++++ Provided information ++++
// Tue Jan 13 2026 - Alex

use crate::engine::cancel::{Cancelled, CancellationToken};
use crate::engine::result::ProgressInfo;
use crate::engine::store::StatusStore;
use crate::engine::task::TaskId;
use std::sync::Weak;
use std::thread;
use std::time::{Duration, Instant};

const SLEEP_CHECK_INTERVAL: Duration = Duration::from_millis(10);

/// Publishes progress for one task. Holds a weak handle so an outstanding
/// reporter never keeps a dropped engine alive; updates after that are lost.
#[derive(Clone)]
pub struct ProgressReporter {
    id: TaskId,
    store: Weak<StatusStore>,
}

impl ProgressReporter {
    pub(crate) fn new(id: TaskId, store: Weak<StatusStore>) -> Self {
        Self { id, store }
    }

    pub fn update(&self, current: i64, total: i64, message: impl Into<String>, eta_seconds: Option<f64>) -> bool {
        let progress = ProgressInfo::new(current, total, message, eta_seconds);
        log::trace!(
            "Task {} progress: {:.1}% ({}/{}) {}",
            self.id,
            progress.percentage,
            progress.current,
            progress.total,
            progress.message
        );

        match self.store.upgrade() {
            Some(store) => store.update_progress(self.id, progress),
            None => false,
        }
    }

    pub fn task_id(&self) -> TaskId {
        self.id
    }
}

impl std::fmt::Debug for ProgressReporter {
    fn fmt(&self, f: &mut std::fmt::Formatter<'_>) -> std::fmt::Result {
        f.debug_struct("ProgressReporter").field("id", &self.id).finish()
    }
}

/// Handed to every task body. Cancellation is cooperative: a body that never
/// checks the token runs to completion.
#[derive(Debug, Clone)]
pub struct TaskContext {
    id: TaskId,
    name: String,
    token: CancellationToken,
    progress: ProgressReporter,
    started: Instant,
}

impl TaskContext {
    pub(crate) fn new(id: TaskId, name: String, token: CancellationToken, progress: ProgressReporter) -> Self {
        Self {
            id,
            name,
            token,
            progress,
            started: Instant::now(),
        }
    }

    pub fn id(&self) -> TaskId {
        self.id
    }

    pub fn name(&self) -> &str {
        &self.name
    }

    pub fn is_cancelled(&self) -> bool {
        self.token.is_cancelled()
    }

    pub fn check_cancelled(&self) -> Result<(), Cancelled> {
        self.token.check_cancelled()
    }

    pub fn cancellation_token(&self) -> &CancellationToken {
        &self.token
    }

    pub fn progress(&self) -> &ProgressReporter {
        &self.progress
    }

    pub fn report_progress(&self, current: i64, total: i64, message: impl Into<String>) -> bool {
        self.progress.update(current, total, message, None)
    }

    /// Like [`report_progress`](Self::report_progress), with an ETA
    /// extrapolated from the time spent so far.
    pub fn report_progress_with_eta(&self, current: i64, total: i64, message: impl Into<String>) -> bool {
        let eta = if current > 0 && total > current {
            let elapsed = self.started.elapsed().as_secs_f64();
            Some(elapsed / current as f64 * (total - current) as f64)
        } else {
            None
        };
        self.progress.update(current, total, message, eta)
    }

    /// Sleeps for `duration`, waking early with `Cancelled` once the token is
    /// set. A duration past the clock's range sleeps until cancelled.
    pub fn sleep(&self, duration: Duration) -> Result<(), Cancelled> {
        let deadline = Instant::now().checked_add(duration);
        loop {
            self.check_cancelled()?;
            let nap = match deadline {
                Some(deadline) => {
                    let now = Instant::now();
                    if now >= deadline {
                        return Ok(());
                    }
                    SLEEP_CHECK_INTERVAL.min(deadline - now)
                }
                None => SLEEP_CHECK_INTERVAL,
            };
            thread::sleep(nap);
        }
    }
}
++++
Work instructions
Write out every entry again exactly, please, with nothing missing.

Result of this task
// Tue Jan 13 2026 - Alex

use crate::engine::cancel::{Cancelled, CancellationToken};
use crate::engine::result::ProgressInfo;
use crate::engine::store::StatusStore;
use crate::engine::task::TaskId;
use std::sync::Weak;
use std::thread;
use std::time::{Duration, Instant};

const SLEEP_CHECK_INTERVAL: Duration = Duration::from_millis(10);

/// Publishes progress for one task. Holds a weak handle so an outstanding
/// reporter never keeps a dropped engine alive; updates after that are lost.
#[derive(Clone)]
pub struct ProgressReporter {
    id: TaskId,
    store: Weak<StatusStore>,
}

impl ProgressReporter {
    pub(crate) fn new(id: TaskId, store: Weak<StatusStore>) -> Self {
        Self { id, store }
    }

    pub fn update(&self, current: i64, total: i64, message: impl Into<String>, eta_seconds: Option<f64>) -> bool {
        let progress = ProgressInfo::new(current, total, message, eta_seconds);
        log::trace!(
            "Task {} progress: {:.1}% ({}/{}) {}",
            self.id,
            progress.percentage,
            progress.current,
            progress.total,
            progress.message
        );

        match self.store.upgrade() {
            Some(store) => store.update_progress(self.id, progress),
            None => false,
        }
    }

    pub fn task_id(&self) -> TaskId {
        self.id
    }
}

impl std::fmt::Debug for ProgressReporter {
    fn fmt(&self, f: &mut std::fmt::Formatter<'_>) -> std::fmt::Result {
        f.debug_struct("ProgressReporter").field("id", &self.id).finish()
    }
}

/// Handed to every task body. Cancellation is cooperative: a body that never
/// checks the token runs to completion.
#[derive(Debug, Clone)]
pub struct TaskContext {
    id: TaskId,
    name: String,
    token: CancellationToken,
    progress: ProgressReporter,
    started: Instant,
}

impl TaskContext {
    pub(crate) fn new(id: TaskId, name: String, token: CancellationToken, progress: ProgressReporter) -> Self {
        Self {
            id,
            name,
            token,
            progress,
            started: Instant::now(),
        }
    }

    pub fn id(&self) -> TaskId {
        self.id
    }

    pub fn name(&self) -> &str {
        &self.name
    }

    pub fn is_cancelled(&self) -> bool {
        self.token.is_cancelled()
    }

    pub fn check_cancelled(&self) -> Result<(), Cancelled> {
        self.token.check_cancelled()
    }

    pub fn cancellation_token(&self) -> &CancellationToken {
        &self.token
    }

    pub fn progress(&self) -> &ProgressReporter {
        &self.progress
    }

    pub fn report_progress(&self, current: i64, total: i64, message: impl Into<String>) -> bool {
        self.progress.update(current, total, message, None)
    }

    /// Like [`report_progress`](Self::report_progress), with an ETA
    /// extrapolated from the time spent so far.
    pub fn report_progress_with_eta(&self, current: i64, total: i64, message: impl Into<String>) -> bool {
        let eta = if current > 0 && total > current {
            let elapsed = self.started.elapsed().as_secs_f64();
            Some(elapsed / current as f64 * (total - current) as f64)
        } else {
            None
        };
        self.progress.update(current, total, message, eta)
    }

    /// Sleeps for `duration`, waking early with `Cancelled` once the token is
    /// set. A duration past the clock's range sleeps until cancelled.
    pub fn sleep(&self, duration: Duration) -> Result<(), Cancelled> {
        let deadline = Instant::now().checked_add(duration);
        loop {
            self.check_cancelled()?;
            let nap = match deadline {
                Some(deadline) => {
                    let now = Instant::now();
                    if now >= deadline {
                        return Ok(());
                    }
                    SLEEP_CHECK_INTERVAL.min(deadline - now)
                }
                None => SLEEP_CHECK_INTERVAL,
            };
            thread::sleep(nap);
        }
    }
}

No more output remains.